(Supplied information Opens)

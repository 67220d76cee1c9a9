use crate::utils::error::{CloneError, Result};

pub trait Validate {
    fn validate(&self) -> Result<()>;
}

pub fn validate_path(field_name: &str, path: &str) -> Result<()> {
    if path.trim().is_empty() {
        return Err(CloneError::InvalidConfigValueError {
            field: field_name.to_string(),
            value: path.to_string(),
            reason: "Path cannot be empty".to_string(),
        });
    }

    if path.contains('\0') {
        return Err(CloneError::InvalidConfigValueError {
            field: field_name.to_string(),
            value: path.to_string(),
            reason: "Path contains null bytes".to_string(),
        });
    }

    Ok(())
}

/// A run needs at least one dataset. Ids are otherwise checked one by one
/// when the engine describes them, so a bad id fails only its own dataset.
pub fn validate_dataset_list(field_name: &str, datasets: &[String]) -> Result<()> {
    if datasets.is_empty() {
        return Err(CloneError::MissingConfigError {
            field: field_name.to_string(),
        });
    }

    for dataset in datasets {
        validate_path(field_name, dataset)?;
    }

    Ok(())
}

pub fn validate_required_field<'a, T>(field_name: &str, value: &'a Option<T>) -> Result<&'a T> {
    value.as_ref().ok_or_else(|| CloneError::MissingConfigError {
        field: field_name.to_string(),
    })
}

pub fn validate_non_empty_string(field_name: &str, value: &str) -> Result<()> {
    if value.trim().is_empty() {
        return Err(CloneError::InvalidConfigValueError {
            field: field_name.to_string(),
            value: value.to_string(),
            reason: "Value cannot be empty or whitespace-only".to_string(),
        });
    }
    Ok(())
}

pub fn validate_one_of(field_name: &str, value: &str, allowed: &[&str]) -> Result<()> {
    if !allowed.contains(&value) {
        return Err(CloneError::InvalidConfigValueError {
            field: field_name.to_string(),
            value: value.to_string(),
            reason: format!("Valid values: {}", allowed.join(", ")),
        });
    }
    Ok(())
}

#[cfg(test)]
mod tests {
    use super::*;

    #[test]
    fn test_validate_path() {
        assert!(validate_path("target", "out/target.json").is_ok());
        assert!(validate_path("target", "   ").is_err());
        assert!(validate_path("target", "bad\0path").is_err());
    }

    #[test]
    fn test_validate_dataset_list() {
        let datasets = vec!["src.json/Parcels".to_string(), "src.json/Owners".to_string()];
        assert!(validate_dataset_list("datasets", &datasets).is_ok());
        assert!(validate_dataset_list("datasets", &[]).is_err());
        assert!(validate_dataset_list("datasets", &["  ".to_string()]).is_err());
    }

    #[test]
    fn test_dataset_list_leaves_per_dataset_checks_to_the_run() {
        let unprefixed = vec!["src.json/Roads".to_string(), "Owners".to_string()];
        assert!(validate_dataset_list("datasets", &unprefixed).is_ok());

        let duplicated = vec!["src.json/Roads".to_string(), "src.json/Roads".to_string()];
        assert!(validate_dataset_list("datasets", &duplicated).is_ok());
    }

    #[test]
    fn test_validate_one_of() {
        assert!(validate_one_of("logging.format", "json", &["compact", "json"]).is_ok());
        assert!(validate_one_of("logging.format", "xml", &["compact", "json"]).is_err());
    }

    #[test]
    fn test_validate_required_field() {
        let present = Some(3);
        assert_eq!(*validate_required_field("n", &present).unwrap(), 3);
        assert!(validate_required_field::<u32>("n", &None).is_err());
    }
}
use crate::core::ConfigProvider;
use crate::domain::model::{join_path, PATH_SEPARATOR};
use crate::utils::error::{CloneError, Result};
use crate::utils::validation::{
    validate_dataset_list, validate_non_empty_string, validate_one_of, validate_path, Validate,
};
use serde::{Deserialize, Serialize};
use std::path::Path;

pub const LOG_FORMATS: [&str; 2] = ["compact", "json"];

/// A clone job described in a TOML file.
#[derive(Debug, Clone, Serialize, Deserialize)]
pub struct TomlConfig {
    pub job: JobConfig,
    pub source: SourceConfig,
    pub target: TargetConfig,
    pub logging: Option<LoggingConfig>,
    pub report: Option<ReportConfig>,
    /// `source.datasets` with `source.catalog` applied.
    #[serde(skip)]
    resolved_datasets: Vec<String>,
}

#[derive(Debug, Clone, Serialize, Deserialize)]
pub struct JobConfig {
    pub name: String,
    #[serde(default)]
    pub description: String,
}

#[derive(Debug, Clone, Serialize, Deserialize)]
pub struct SourceConfig {
    /// Catalog prepended to dataset entries that carry no catalog of their own.
    pub catalog: Option<String>,
    pub datasets: Vec<String>,
}

#[derive(Debug, Clone, Serialize, Deserialize)]
pub struct TargetConfig {
    pub catalog: String,
    #[serde(default)]
    pub overwrite: bool,
    #[serde(default)]
    pub create_if_missing: bool,
}

#[derive(Debug, Clone, Serialize, Deserialize)]
pub struct LoggingConfig {
    #[serde(default)]
    pub verbose: bool,
    pub format: Option<String>,
}

#[derive(Debug, Clone, Serialize, Deserialize)]
pub struct ReportConfig {
    pub path: String,
}

impl TomlConfig {
    pub fn from_file<P: AsRef<Path>>(path: P) -> Result<Self> {
        let content = std::fs::read_to_string(&path).map_err(CloneError::IoError)?;
        Self::from_toml_str(&content)
    }

    pub fn from_toml_str(content: &str) -> Result<Self> {
        let processed_content = Self::substitute_env_vars(content)?;

        let mut config: Self =
            toml::from_str(&processed_content).map_err(|e| CloneError::ConfigValidationError {
                field: "toml_parsing".to_string(),
                message: format!("TOML parsing error: {}", e),
            })?;
        config.resolved_datasets = config.resolve_datasets();
        Ok(config)
    }

    /// Replaces `${VAR}` with the environment value; unknown variables stay as written.
    fn substitute_env_vars(content: &str) -> Result<String> {
        use regex::Regex;
        let re = Regex::new(r"\$\{([^}]+)\}").map_err(|e| CloneError::ConfigError {
            message: format!("Invalid substitution pattern: {}", e),
        })?;

        let result = re.replace_all(content, |caps: &regex::Captures| {
            let var_name = &caps[1];
            std::env::var(var_name).unwrap_or_else(|_| format!("${{{}}}", var_name))
        });

        Ok(result.to_string())
    }

    fn resolve_datasets(&self) -> Vec<String> {
        self.source
            .datasets
            .iter()
            .map(|dataset| match &self.source.catalog {
                Some(catalog) if !dataset.contains(PATH_SEPARATOR) => join_path(catalog, dataset),
                _ => dataset.clone(),
            })
            .collect()
    }

    pub fn validate_config(&self) -> Result<()> {
        validate_non_empty_string("job.name", &self.job.name)?;
        if let Some(catalog) = &self.source.catalog {
            validate_path("source.catalog", catalog)?;
        }
        validate_dataset_list("source.datasets", &self.resolved_datasets)?;
        validate_path("target.catalog", &self.target.catalog)?;

        if let Some(format) = self.logging.as_ref().and_then(|l| l.format.as_deref()) {
            validate_one_of("logging.format", format, &LOG_FORMATS)?;
        }
        if let Some(report) = &self.report {
            validate_path("report.path", &report.path)?;
        }

        Ok(())
    }

    pub fn verbose(&self) -> bool {
        self.logging.as_ref().is_some_and(|l| l.verbose)
    }

    pub fn json_logs(&self) -> bool {
        self.logging
            .as_ref()
            .and_then(|l| l.format.as_deref())
            .is_some_and(|format| format == "json")
    }

    pub fn report_path(&self) -> Option<&str> {
        self.report.as_ref().map(|r| r.path.as_str())
    }

    pub fn create_if_missing(&self) -> bool {
        self.target.create_if_missing
    }

    /// Command line values win over the job file when given.
    pub fn apply_overrides(&mut self, target: Option<&str>, overwrite: Option<bool>) {
        if let Some(target) = target {
            self.target.catalog = target.to_string();
        }
        if let Some(overwrite) = overwrite {
            self.target.overwrite = overwrite;
        }
    }
}

impl ConfigProvider for TomlConfig {
    fn datasets(&self) -> &[String] {
        &self.resolved_datasets
    }

    fn target_catalog(&self) -> &str {
        &self.target.catalog
    }

    fn overwrite(&self) -> bool {
        self.target.overwrite
    }
}

impl Validate for TomlConfig {
    fn validate(&self) -> Result<()> {
        self.validate_config()
    }
}

#[cfg(test)]
mod tests {
    use super::*;
    use std::io::Write;
    use tempfile::NamedTempFile;

    #[test]
    fn test_parse_basic_toml_config() {
        let toml_content = r#"
[job]
name = "parcels-schema"
description = "Parcel fabric schema for the new county catalog"

[source]
catalog = "data/source.json"
datasets = ["gis.Parcels", "gis.Owners", "other.json/gis.ParcelOwners"]

[target]
catalog = "out/target.json"
overwrite = true
"#;

        let config = TomlConfig::from_toml_str(toml_content).unwrap();

        assert_eq!(config.job.name, "parcels-schema");
        assert_eq!(
            config.datasets(),
            [
                "data/source.json/gis.Parcels",
                "data/source.json/gis.Owners",
                "other.json/gis.ParcelOwners"
            ]
        );
        assert_eq!(config.target_catalog(), "out/target.json");
        assert!(config.overwrite());
        assert!(!config.verbose());
        assert!(!config.json_logs());
        assert!(config.report_path().is_none());
        assert!(config.validate().is_ok());
    }

    #[test]
    fn test_env_var_substitution() {
        std::env::set_var("CLONE_TEST_TARGET", "out/county.json");

        let toml_content = r#"
[job]
name = "env"

[source]
datasets = ["src.json/Roads"]

[target]
catalog = "${CLONE_TEST_TARGET}"
"#;

        let config = TomlConfig::from_toml_str(toml_content).unwrap();
        assert_eq!(config.target_catalog(), "out/county.json");
        assert!(!config.overwrite());

        std::env::remove_var("CLONE_TEST_TARGET");
    }

    #[test]
    fn test_config_validation() {
        let toml_content = r#"
[job]
name = "broken"

[source]
datasets = []

[target]
catalog = "out/target.json"

[logging]
format = "xml"
"#;

        let config = TomlConfig::from_toml_str(toml_content).unwrap();
        assert!(config.validate().is_err());
    }

    #[test]
    fn test_duplicate_and_bare_ids_pass_validation() {
        let toml_content = r#"
[job]
name = "mixed"

[source]
datasets = ["src.json/Roads", "src.json/Owners", "src.json/Roads", "Parcels"]

[target]
catalog = "out/target.json"
"#;

        let config = TomlConfig::from_toml_str(toml_content).unwrap();
        assert!(config.validate().is_ok());
        assert_eq!(config.datasets().len(), 4);
    }

    #[test]
    fn test_command_line_overrides_job_file() {
        let toml_content = r#"
[job]
name = "overrides"

[source]
datasets = ["src.json/Roads"]

[target]
catalog = "out/target.json"
overwrite = true
"#;

        let mut config = TomlConfig::from_toml_str(toml_content).unwrap();
        config.apply_overrides(None, None);
        assert!(config.overwrite());
        assert_eq!(config.target_catalog(), "out/target.json");

        config.apply_overrides(Some("out/other.json"), Some(false));
        assert!(!config.overwrite());
        assert_eq!(config.target_catalog(), "out/other.json");
    }

    #[test]
    fn test_rejects_unknown_log_format() {
        let toml_content = r#"
[job]
name = "logs"

[source]
datasets = ["src.json/Roads"]

[target]
catalog = "out/target.json"

[logging]
verbose = true
format = "xml"
"#;

        let config = TomlConfig::from_toml_str(toml_content).unwrap();
        assert!(config.verbose());
        let err = config.validate().unwrap_err();
        assert!(err.to_string().contains("logging.format"));
    }

    #[test]
    fn test_config_from_file() {
        let mut temp_file = NamedTempFile::new().unwrap();

        let toml_content = r#"
[job]
name = "file-test"

[source]
datasets = ["src.json/Roads"]

[target]
catalog = "out/target.json"
create_if_missing = true

[logging]
format = "json"

[report]
path = "out/report.json"
"#;

        temp_file.write_all(toml_content.as_bytes()).unwrap();

        let config = TomlConfig::from_file(temp_file.path()).unwrap();
        assert_eq!(config.job.name, "file-test");
        assert!(config.create_if_missing());
        assert!(config.json_logs());
        assert_eq!(config.report_path(), Some("out/report.json"));
    }

    #[test]
    fn test_missing_file_is_io_error() {
        let err = TomlConfig::from_file("/definitely/not/here.toml").unwrap_err();
        assert!(matches!(err, CloneError::IoError(_)));
    }
}
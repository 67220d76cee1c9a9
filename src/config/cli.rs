// Parameter text forms accepted on the command line: datasets arrive as a
// semicolon separated list of quoted paths, the overwrite flag as text.

use std::convert::Infallible;

/// Strips one pair of matching surrounding quotes: `'src/Parcels'` -> `src/Parcels`.
pub fn parse_quoted_dataset(value: &str) -> Result<String, String> {
    let trimmed = value.trim();
    let unquoted = ['\'', '"']
        .iter()
        .find_map(|quote| {
            trimmed
                .strip_prefix(*quote)
                .and_then(|rest| rest.strip_suffix(*quote))
        })
        .unwrap_or(trimmed);

    if unquoted.trim().is_empty() {
        return Err("dataset path cannot be empty".to_string());
    }
    Ok(unquoted.to_string())
}

/// Only the text `true` (any case) enables the flag.
pub fn parse_bool_text(value: &str) -> Result<bool, Infallible> {
    Ok(value.trim().eq_ignore_ascii_case("true"))
}

#[cfg(test)]
mod tests {
    use super::*;

    #[test]
    fn test_parse_quoted_dataset() {
        assert_eq!(parse_quoted_dataset("'src.json/Parcels'").unwrap(), "src.json/Parcels");
        assert_eq!(parse_quoted_dataset("\"src.json/Owners\"").unwrap(), "src.json/Owners");
        assert_eq!(parse_quoted_dataset(" src.json/Roads ").unwrap(), "src.json/Roads");
        assert!(parse_quoted_dataset("''").is_err());
    }

    #[test]
    fn test_parse_bool_text() {
        assert_eq!(parse_bool_text("TRUE"), Ok(true));
        assert_eq!(parse_bool_text("false"), Ok(false));
        assert_eq!(parse_bool_text("yes"), Ok(false));
    }
}
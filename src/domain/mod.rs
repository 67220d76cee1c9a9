// Domain layer: descriptors, creation parameters, per-dataset outcomes and
// the ports the clone engine is written against.

pub mod model;
pub mod outcome;
pub mod params;
pub mod ports;
use crate::domain::ports::{MessageLevel, ProgressReporter};
use std::sync::atomic::{AtomicUsize, Ordering};
use std::sync::Mutex;

/// Emits progress as `tracing` events.
#[derive(Debug, Default)]
pub struct TracingReporter {
    total: AtomicUsize,
    position: AtomicUsize,
}

impl TracingReporter {
    pub fn new() -> Self {
        Self::default()
    }

    pub fn position(&self) -> usize {
        self.position.load(Ordering::Relaxed)
    }
}

impl ProgressReporter for TracingReporter {
    fn start(&self, total: usize) {
        self.total.store(total, Ordering::Relaxed);
        self.position.store(0, Ordering::Relaxed);
        tracing::debug!("Cloning {} datasets", total);
    }

    fn set_label(&self, label: &str) {
        tracing::debug!("{}", label);
    }

    fn advance(&self) {
        let position = self.position.fetch_add(1, Ordering::Relaxed) + 1;
        tracing::debug!(
            "Progress {}/{}",
            position,
            self.total.load(Ordering::Relaxed)
        );
    }

    fn message(&self, level: MessageLevel, text: &str) {
        match level {
            MessageLevel::Info => tracing::info!("{}", text),
            MessageLevel::Warning => tracing::warn!("{}", text),
            MessageLevel::Error => tracing::error!("{}", text),
        }
    }
}

#[derive(Debug, Clone, PartialEq)]
pub enum ProgressEvent {
    Start(usize),
    Label(String),
    Advance,
    Message(MessageLevel, String),
}

/// Keeps every progress event in memory.
#[derive(Debug, Default)]
pub struct RecordingReporter {
    events: Mutex<Vec<ProgressEvent>>,
}

impl RecordingReporter {
    pub fn new() -> Self {
        Self::default()
    }

    fn record(&self, event: ProgressEvent) {
        self.events
            .lock()
            .unwrap_or_else(|poisoned| poisoned.into_inner())
            .push(event);
    }

    pub fn events(&self) -> Vec<ProgressEvent> {
        self.events
            .lock()
            .unwrap_or_else(|poisoned| poisoned.into_inner())
            .clone()
    }

    pub fn messages(&self, level: MessageLevel) -> Vec<String> {
        self.events()
            .into_iter()
            .filter_map(|event| match event {
                ProgressEvent::Message(l, text) if l == level => Some(text),
                _ => None,
            })
            .collect()
    }

    pub fn advances(&self) -> usize {
        self.events()
            .iter()
            .filter(|event| matches!(event, ProgressEvent::Advance))
            .count()
    }
}

impl ProgressReporter for RecordingReporter {
    fn start(&self, total: usize) {
        self.record(ProgressEvent::Start(total));
    }

    fn set_label(&self, label: &str) {
        self.record(ProgressEvent::Label(label.to_string()));
    }

    fn advance(&self) {
        self.record(ProgressEvent::Advance);
    }

    fn message(&self, level: MessageLevel, text: &str) {
        self.record(ProgressEvent::Message(level, text.to_string()));
    }
}

#[cfg(test)]
mod tests {
    use super::*;

    #[test]
    fn test_recording_reporter_filters_by_level() {
        let reporter = RecordingReporter::new();
        reporter.start(2);
        reporter.info("Cloned Table Owners");
        reporter.warning("skipped");
        reporter.advance();

        assert_eq!(reporter.messages(MessageLevel::Warning), vec!["skipped"]);
        assert_eq!(reporter.advances(), 1);
        assert_eq!(reporter.events()[0], ProgressEvent::Start(2));
    }

    #[test]
    fn test_tracing_reporter_tracks_position() {
        let reporter = TracingReporter::new();
        reporter.start(3);
        reporter.advance();
        reporter.advance();
        assert_eq!(reporter.position(), 2);
    }
}
use crate::domain::model::{
    join_path, split_path, unqualified_name, DatasetDescriptor, DatasetKind, DomainDescriptor,
    DomainKind, FeatureClassDescriptor, FeatureType, FieldDescriptor, KeyPair,
    RelationshipClassDescriptor, TableDescriptor,
};
use crate::domain::params::{
    DomainParams, FeatureClassParams, RelationshipClassParams, RelationshipTypeKeyword,
    TableParams,
};
use crate::utils::error::{CloneError, Result};
use serde::{Deserialize, Serialize};
use std::collections::BTreeSet;

/// Catalog path under which transient staging tables are created.
pub const TRANSIENT_WORKSPACE: &str = "memory";

/// Contents of one catalog, as persisted by the catalog adapters.
#[derive(Debug, Clone, Default, PartialEq, Serialize, Deserialize)]
pub struct CatalogDocument {
    #[serde(default)]
    pub datasets: Vec<DatasetDescriptor>,
    #[serde(default)]
    pub domains: Vec<DomainDescriptor>,
    /// Dataset names that cannot be deleted (schema locks held elsewhere).
    #[serde(default, skip_serializing_if = "BTreeSet::is_empty")]
    pub locks: BTreeSet<String>,
}

impl CatalogDocument {
    pub fn new() -> Self {
        Self::default()
    }

    pub fn with_dataset(mut self, dataset: DatasetDescriptor) -> Self {
        self.datasets.push(dataset);
        self
    }

    pub fn with_domain(mut self, domain: DomainDescriptor) -> Self {
        self.domains.push(domain);
        self
    }

    fn position(&self, name: &str) -> Option<usize> {
        self.datasets
            .iter()
            .position(|d| d.name == name)
            .or_else(|| {
                self.datasets
                    .iter()
                    .position(|d| d.unqualified_name() == unqualified_name(name))
            })
    }

    /// Looks a dataset up by its exact name, falling back to the unqualified name.
    pub fn dataset(&self, name: &str) -> Option<&DatasetDescriptor> {
        self.position(name).map(|index| &self.datasets[index])
    }

    pub fn contains(&self, name: &str) -> bool {
        self.position(name).is_some()
    }

    /// Returns a copy stamped with the catalog path it was read from.
    pub fn describe(&self, catalog_path: &str, name: &str) -> Result<DatasetDescriptor> {
        let mut dataset = self
            .dataset(name)
            .cloned()
            .ok_or_else(|| CloneError::NotFoundError {
                path: join_path(catalog_path, name),
            })?;
        dataset.catalog_path = catalog_path.to_string();
        Ok(dataset)
    }

    pub fn insert_dataset(
        &mut self,
        catalog_path: &str,
        mut dataset: DatasetDescriptor,
    ) -> Result<()> {
        if self.contains(&dataset.name) {
            return Err(CloneError::AlreadyExistsError {
                path: join_path(catalog_path, &dataset.name),
            });
        }
        dataset.catalog_path.clear();
        self.datasets.push(dataset);
        Ok(())
    }

    pub fn remove_dataset(&mut self, catalog_path: &str, name: &str) -> Result<DatasetDescriptor> {
        let path = join_path(catalog_path, name);
        let index = self
            .position(name)
            .ok_or_else(|| CloneError::NotFoundError { path: path.clone() })?;
        if self.locks.contains(&self.datasets[index].name) {
            return Err(CloneError::LockedError { path });
        }
        Ok(self.datasets.remove(index))
    }

    pub fn domain(&self, name: &str) -> Option<&DomainDescriptor> {
        self.domains.iter().find(|d| d.name == name)
    }

    fn domain_mut(&mut self, catalog_path: &str, name: &str) -> Result<&mut DomainDescriptor> {
        self.domains
            .iter_mut()
            .find(|d| d.name == name)
            .ok_or_else(|| CloneError::NotFoundError {
                path: format!("{} (domain {})", catalog_path, name),
            })
    }

    pub fn create_domain(&mut self, params: &DomainParams) -> Result<()> {
        if self.domain(&params.name).is_some() {
            return Err(CloneError::AlreadyExistsError {
                path: format!("{} (domain {})", params.catalog_path, params.name),
            });
        }
        self.domains.push(DomainDescriptor {
            name: params.name.clone(),
            description: params.description.clone(),
            field_type: params.field_type.into(),
            domain_type: params.domain_type.into(),
            split_policy: params.split_policy.into(),
            merge_policy: params.merge_policy.into(),
            coded_values: Default::default(),
            range: None,
        });
        Ok(())
    }

    pub fn add_coded_value(
        &mut self,
        catalog_path: &str,
        domain: &str,
        code: &str,
        label: &str,
    ) -> Result<()> {
        let target = self.domain_mut(catalog_path, domain)?;
        if target.domain_type != DomainKind::CodedValue {
            return Err(CloneError::catalog(format!(
                "domain {} is not a coded value domain",
                domain
            )));
        }
        target.coded_values.insert(code.to_string(), label.to_string());
        Ok(())
    }

    pub fn set_range_value(
        &mut self,
        catalog_path: &str,
        domain: &str,
        min: f64,
        max: f64,
    ) -> Result<()> {
        let target = self.domain_mut(catalog_path, domain)?;
        if target.domain_type != DomainKind::Range {
            return Err(CloneError::catalog(format!(
                "domain {} is not a range domain",
                domain
            )));
        }
        if min > max {
            return Err(CloneError::catalog(format!(
                "invalid range {}..{} for domain {}",
                min, max, domain
            )));
        }
        target.range = Some((min, max));
        Ok(())
    }
}

/// Builds a feature class from its template datasets.
pub fn feature_class_from_template(
    params: &FeatureClassParams,
    template: &DatasetDescriptor,
    spatial_template: &DatasetDescriptor,
) -> Result<DatasetDescriptor> {
    let (has_m, has_z) = match &template.kind {
        DatasetKind::FeatureClass(fc) => (fc.has_m, fc.has_z),
        DatasetKind::Table(_) => (false, false),
        _ => {
            return Err(CloneError::catalog(format!(
                "{} cannot be used as a feature class template",
                params.template
            )))
        }
    };
    let spatial_reference = match &spatial_template.kind {
        DatasetKind::FeatureClass(fc) => fc.spatial_reference.clone(),
        _ => None,
    };

    Ok(DatasetDescriptor {
        name: params.name.clone(),
        catalog_path: String::new(),
        kind: DatasetKind::FeatureClass(FeatureClassDescriptor {
            shape_type: params.geometry.shape_type(),
            feature_type: FeatureType::Simple,
            has_m,
            has_z,
            spatial_reference,
            fields: template.fields().to_vec(),
        }),
    })
}

pub fn table_from_template(
    params: &TableParams,
    template: &DatasetDescriptor,
) -> DatasetDescriptor {
    DatasetDescriptor {
        name: params.name.clone(),
        catalog_path: String::new(),
        kind: DatasetKind::Table(TableDescriptor {
            fields: template.fields().to_vec(),
        }),
    }
}

/// Staging table carrying a dataset's field structure.
pub fn transient_table(name: String, template: &DatasetDescriptor) -> DatasetDescriptor {
    DatasetDescriptor {
        name,
        catalog_path: String::new(),
        kind: DatasetKind::Table(TableDescriptor {
            fields: template.fields().to_vec(),
        }),
    }
}

/// Target catalog and relationship name taken from `params.out_path`.
pub fn relationship_target(params: &RelationshipClassParams) -> Result<(&str, &str)> {
    split_path(&params.out_path).ok_or_else(|| {
        CloneError::catalog(format!("invalid relationship class path {}", params.out_path))
    })
}

pub fn relationship_from_params(
    params: &RelationshipClassParams,
    attribute_fields: Vec<FieldDescriptor>,
) -> Result<DatasetDescriptor> {
    let (_, name) = relationship_target(params)?;
    let endpoint = |path: &str| -> Result<String> {
        split_path(path)
            .map(|(_, table)| table.to_string())
            .ok_or_else(|| CloneError::catalog(format!("invalid endpoint path {}", path)))
    };
    let destination_keys = match (
        &params.destination_primary_key,
        &params.destination_foreign_key,
    ) {
        (Some(primary), Some(foreign)) => Some(KeyPair::new(primary, foreign)),
        _ => None,
    };

    Ok(DatasetDescriptor {
        name: name.to_string(),
        catalog_path: String::new(),
        kind: DatasetKind::RelationshipClass(RelationshipClassDescriptor {
            origin_class_names: vec![endpoint(&params.origin_table)?],
            destination_class_names: vec![endpoint(&params.destination_table)?],
            is_composite: params.relationship_type == RelationshipTypeKeyword::Composite,
            forward_path_label: params.forward_label.clone(),
            backward_path_label: params.backward_label.clone(),
            notification: params.message_direction.into(),
            cardinality: params.cardinality.into(),
            is_attributed: params.attributed,
            origin_keys: KeyPair::new(&params.origin_primary_key, &params.origin_foreign_key),
            destination_keys,
            relationship_rules: Vec::new(),
            fields: attribute_fields,
        }),
    })
}

/// Keeps the staging table's fields named in `fields`, in that order.
pub fn select_fields(table: &DatasetDescriptor, fields: &[String]) -> Result<Vec<FieldDescriptor>> {
    fields
        .iter()
        .map(|name| {
            table
                .fields()
                .iter()
                .find(|f| &f.name == name)
                .cloned()
                .ok_or_else(|| {
                    CloneError::catalog(format!("field {} not found in {}", name, table.name))
                })
        })
        .collect()
}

(Supplied information Closes)

* Task details
Tell how many lines of the data contain "KeyPair". Nothing but the number belongs in the reply.

* Answer area
3